The Listeners is a 1972 science fiction novel by American author James Gunn. It centers on the search for interstellar communication and the effect that receipt of a message has. Although the search and the message are the unifying background of the novel, the chapters explore the personal effect of these events have on the lives of the characters.

Style
The Listeners is a modernist novel with a nonlinear narrative.  

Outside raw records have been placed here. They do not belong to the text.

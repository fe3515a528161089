use wasm_bindgen::prelude::Closure;
use wasm_bindgen::JsCast;
use yew::prelude::*;
use yew_router::prelude::*;

use crate::components::icons::{Icon, IconView};
use crate::Route;

/// Scroll offset after which the bar gets its solid background.
const SOLID_AFTER_PX: f64 = 20.0;

const NAV_ITEMS: &[(&str, Route)] = &[
    ("About", Route::About),
    ("Services", Route::Services),
    ("Products", Route::Products),
    ("Gallery", Route::Gallery),
    ("Contact", Route::Contact),
];

fn is_scrolled(scroll_y: f64) -> bool {
    scroll_y > SOLID_AFTER_PX
}

#[function_component(Navbar)]
pub fn navbar() -> Html {
    let menu_open = use_state(|| false);
    let scrolled = use_state(|| false);
    let route = use_route::<Route>();

    {
        let scrolled = scrolled.clone();
        use_effect_with_deps(
            move |_| {
                let destructor: Box<dyn FnOnce()> = if let Some(window) = web_sys::window() {
                    let callback = Closure::<dyn Fn()>::new({
                        let scrolled = scrolled.clone();
                        move || {
                            if let Some(win) = web_sys::window() {
                                if let Ok(scroll_y) = win.scroll_y() {
                                    scrolled.set(is_scrolled(scroll_y));
                                }
                            }
                        }
                    });
                    if let Err(e) = window
                        .add_event_listener_with_callback("scroll", callback.as_ref().unchecked_ref())
                    {
                        log::warn!("Could not watch scroll position: {:?}", e);
                    }
                    if let Ok(scroll_y) = window.scroll_y() {
                        scrolled.set(is_scrolled(scroll_y));
                    }
                    Box::new(move || {
                        if let Some(win) = web_sys::window() {
                            let _ = win.remove_event_listener_with_callback(
                                "scroll",
                                callback.as_ref().unchecked_ref(),
                            );
                        }
                    })
                } else {
                    Box::new(|| ())
                };
                move || destructor()
            },
            (),
        );
    }

    // Close the mobile menu whenever the route changes.
    {
        let menu_open = menu_open.clone();
        use_effect_with_deps(
            move |_| {
                menu_open.set(false);
                || ()
            },
            route.clone(),
        );
    }

    let toggle_menu = {
        let menu_open = menu_open.clone();
        Callback::from(move |_: MouseEvent| menu_open.set(!*menu_open))
    };

    let nav_css = r#"
        .navbar {
            position: fixed;
            top: 0;
            left: 0;
            right: 0;
            z-index: 50;
            transition: background 0.3s, box-shadow 0.3s;
        }
        .navbar.scrolled {
            background: rgba(255, 255, 255, 0.95);
            backdrop-filter: blur(12px);
            box-shadow: 0 4px 20px rgba(0, 0, 0, 0.08);
        }
        .navbar-inner {
            max-width: 1200px;
            margin: 0 auto;
            padding: 0 1.5rem;
            height: 80px;
            display: flex;
            align-items: center;
            justify-content: space-between;
        }
        .navbar-logo img {
            height: 60px;
            width: auto;
        }
        .navbar-links {
            display: flex;
            gap: 2rem;
        }
        .navbar-links a {
            color: #404040;
            font-weight: 500;
            text-decoration: none;
        }
        .navbar-links a.active,
        .navbar-links a:hover {
            color: #2E177A;
        }
        .navbar-toggle {
            display: none;
            background: none;
            border: none;
            font-size: 1.5rem;
            color: #2E177A;
            cursor: pointer;
        }
        @media (max-width: 768px) {
            .navbar-toggle {
                display: block;
            }
            .navbar-links {
                display: none;
                position: absolute;
                top: 80px;
                left: 0;
                right: 0;
                flex-direction: column;
                gap: 0;
                background: #fff;
                box-shadow: 0 8px 20px rgba(0, 0, 0, 0.1);
            }
            .navbar-links.open {
                display: flex;
            }
            .navbar-links a {
                padding: 1rem 1.5rem;
            }
        }
    "#;

    html! {
        <nav class={classes!("navbar", scrolled.then_some("scrolled"))}>
            <style>{nav_css}</style>
            <div class="navbar-inner">
                <Link<Route> to={Route::Home} classes="navbar-logo">
                    <img src={crate::config::asset_url("/logo.png")} alt="Genesis Logo" />
                </Link<Route>>
                <button class="navbar-toggle" onclick={toggle_menu} aria-label="Toggle menu">
                    <IconView icon={if *menu_open { Icon::Close } else { Icon::Menu }} />
                </button>
                <div class={classes!("navbar-links", menu_open.then_some("open"))}>
                    {
                        NAV_ITEMS.iter().map(|(label, target)| {
                            let active = route.as_ref() == Some(target);
                            html! {
                                <Link<Route> to={target.clone()} classes={classes!(active.then_some("active"))}>
                                    {*label}
                                </Link<Route>>
                            }
                        }).collect::<Html>()
                    }
                </div>
            </div>
        </nav>
    }
}

#[cfg(test)]
mod tests {
    use super::*;

    #[test]
    fn bar_turns_solid_past_threshold() {
        assert!(!is_scrolled(0.0));
        assert!(!is_scrolled(20.0));
        assert!(is_scrolled(20.5));
    }

    #[test]
    fn every_page_but_home_is_linked() {
        assert!(NAV_ITEMS.iter().all(|(_, route)| *route != Route::Home));
        assert_eq!(NAV_ITEMS.len(), 5);
    }
}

Linear narrative and dialogue are often interspersed with quotations from real authors and their works, fragments of fictional news reports, and snippets of thought and dialogue from named and unnamed sources (including a supercomputer). Italic type is often used. Among the more notable individuals quoted in the novel are scientist Giuseppe Cocconi, poet Kirby Congdon, Walter de la Mare, scientist Freeman J. Dyson, futurist and economist Herman Kahn, poet Alice Meynell, scientist and author Carl Sagan, and poet William Butler Yeats. Many quotations and some of the text are in Spanish (as the first Robert MacDonald's wife is Hispanic, and both characters speak the language). Each of the "Computer" chapters represents material the supercomputer collects in its attempts to better translate and understand the alien message it is receiving. These chapters use a historiographic approach which combines elements of futurology, literature, and science, and strongly resemble similar segments and elements in Isaac Asimov's Foundation series and A. E. van Vogt's The Voyage of the Space Beagle.

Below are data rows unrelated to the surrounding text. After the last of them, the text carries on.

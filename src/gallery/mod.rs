//! Portfolio gallery: a static media catalog, category filtering and a
//! lightbox with wraparound navigation.

pub mod catalog;
pub mod cursor;
pub mod media;
pub mod render;
pub mod state;

pub use catalog::{Catalog, CategoryId};
pub use cursor::WrapCursor;
pub use render::{MediaView, ViewMode};
pub use state::GalleryViewState;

The final chapter, "Translations," translates many of the foreign language quotations into English for readers.

Plot synopsis
The following synopsis is presented in chronological order, although it is not presented that way in the novel.

It is the year 2025, and many world problems (such as overpopulation, economic depression, resource depletion, racism, and crime) are on the verge of being solved.  Robert MacDonald is a 47-year-old linguist and electrical engineer who is director of The Project, an attempt to listen for attempts at interstellar communication. For 20 years, he has been married to Maria, a Hispanic woman from Puerto Rico. MacDonald is obsessed with his job, which places strains on his marriage.  His wife, who has previously attempted suicide by taking an overdose of sleeping pills, slashes her wrists in a second attempt. Although MacDonald almost resigns to care for his wife, he does not.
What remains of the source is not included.